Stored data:
──────────────────────────────

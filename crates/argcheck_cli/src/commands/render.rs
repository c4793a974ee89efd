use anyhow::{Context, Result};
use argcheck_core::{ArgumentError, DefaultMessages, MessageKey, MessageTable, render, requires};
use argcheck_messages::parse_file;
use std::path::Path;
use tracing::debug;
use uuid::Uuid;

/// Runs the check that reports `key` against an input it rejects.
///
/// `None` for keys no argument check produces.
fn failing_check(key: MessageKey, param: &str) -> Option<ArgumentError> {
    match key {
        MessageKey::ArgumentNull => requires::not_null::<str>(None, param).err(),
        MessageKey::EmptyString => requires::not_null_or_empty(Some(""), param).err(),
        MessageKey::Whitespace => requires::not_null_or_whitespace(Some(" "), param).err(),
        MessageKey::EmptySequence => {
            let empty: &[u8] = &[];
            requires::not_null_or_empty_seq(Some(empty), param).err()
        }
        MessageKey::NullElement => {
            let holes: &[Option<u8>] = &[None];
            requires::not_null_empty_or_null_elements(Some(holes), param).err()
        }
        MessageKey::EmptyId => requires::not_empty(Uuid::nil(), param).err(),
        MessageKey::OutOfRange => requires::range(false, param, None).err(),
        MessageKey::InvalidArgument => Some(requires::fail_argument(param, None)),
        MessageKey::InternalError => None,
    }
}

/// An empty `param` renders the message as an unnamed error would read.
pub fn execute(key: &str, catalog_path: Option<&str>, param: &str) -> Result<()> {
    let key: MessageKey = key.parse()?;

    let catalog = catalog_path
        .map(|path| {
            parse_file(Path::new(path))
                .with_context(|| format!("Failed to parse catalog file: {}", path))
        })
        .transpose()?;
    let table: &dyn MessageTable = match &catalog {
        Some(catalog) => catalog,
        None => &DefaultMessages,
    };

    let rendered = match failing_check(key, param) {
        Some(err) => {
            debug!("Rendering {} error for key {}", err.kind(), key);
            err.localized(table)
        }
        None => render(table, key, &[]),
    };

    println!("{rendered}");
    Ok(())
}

──────────────────────────────

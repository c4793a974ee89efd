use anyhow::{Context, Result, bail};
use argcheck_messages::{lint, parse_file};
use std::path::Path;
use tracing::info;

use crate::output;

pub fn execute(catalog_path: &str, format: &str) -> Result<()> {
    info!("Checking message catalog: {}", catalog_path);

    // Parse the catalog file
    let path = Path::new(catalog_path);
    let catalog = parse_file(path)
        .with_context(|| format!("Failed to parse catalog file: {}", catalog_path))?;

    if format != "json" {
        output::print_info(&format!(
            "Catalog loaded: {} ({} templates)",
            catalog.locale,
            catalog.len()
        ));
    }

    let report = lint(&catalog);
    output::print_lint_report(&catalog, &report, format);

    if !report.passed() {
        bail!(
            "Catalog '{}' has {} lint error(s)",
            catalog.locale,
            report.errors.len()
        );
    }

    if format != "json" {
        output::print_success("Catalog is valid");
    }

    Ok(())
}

──────────────────────────────

Task directions: Set aside each line above that includes the string "MessageKey" and report it.

Response:
use argcheck_core::{ArgumentError, DefaultMessages, MessageKey, MessageTable, render, requires};
fn failing_check(key: MessageKey, param: &str) -> Option<ArgumentError> {
        MessageKey::ArgumentNull => requires::not_null::<str>(None, param).err(),
        MessageKey::EmptyString => requires::not_null_or_empty(Some(""), param).err(),
        MessageKey::Whitespace => requires::not_null_or_whitespace(Some(" "), param).err(),
        MessageKey::EmptySequence => {
        MessageKey::NullElement => {
        MessageKey::EmptyId => requires::not_empty(Uuid::nil(), param).err(),
        MessageKey::OutOfRange => requires::range(false, param, None).err(),
        MessageKey::InvalidArgument => Some(requires::fail_argument(param, None)),
        MessageKey::InternalError => None,
    let key: MessageKey = key.parse()?;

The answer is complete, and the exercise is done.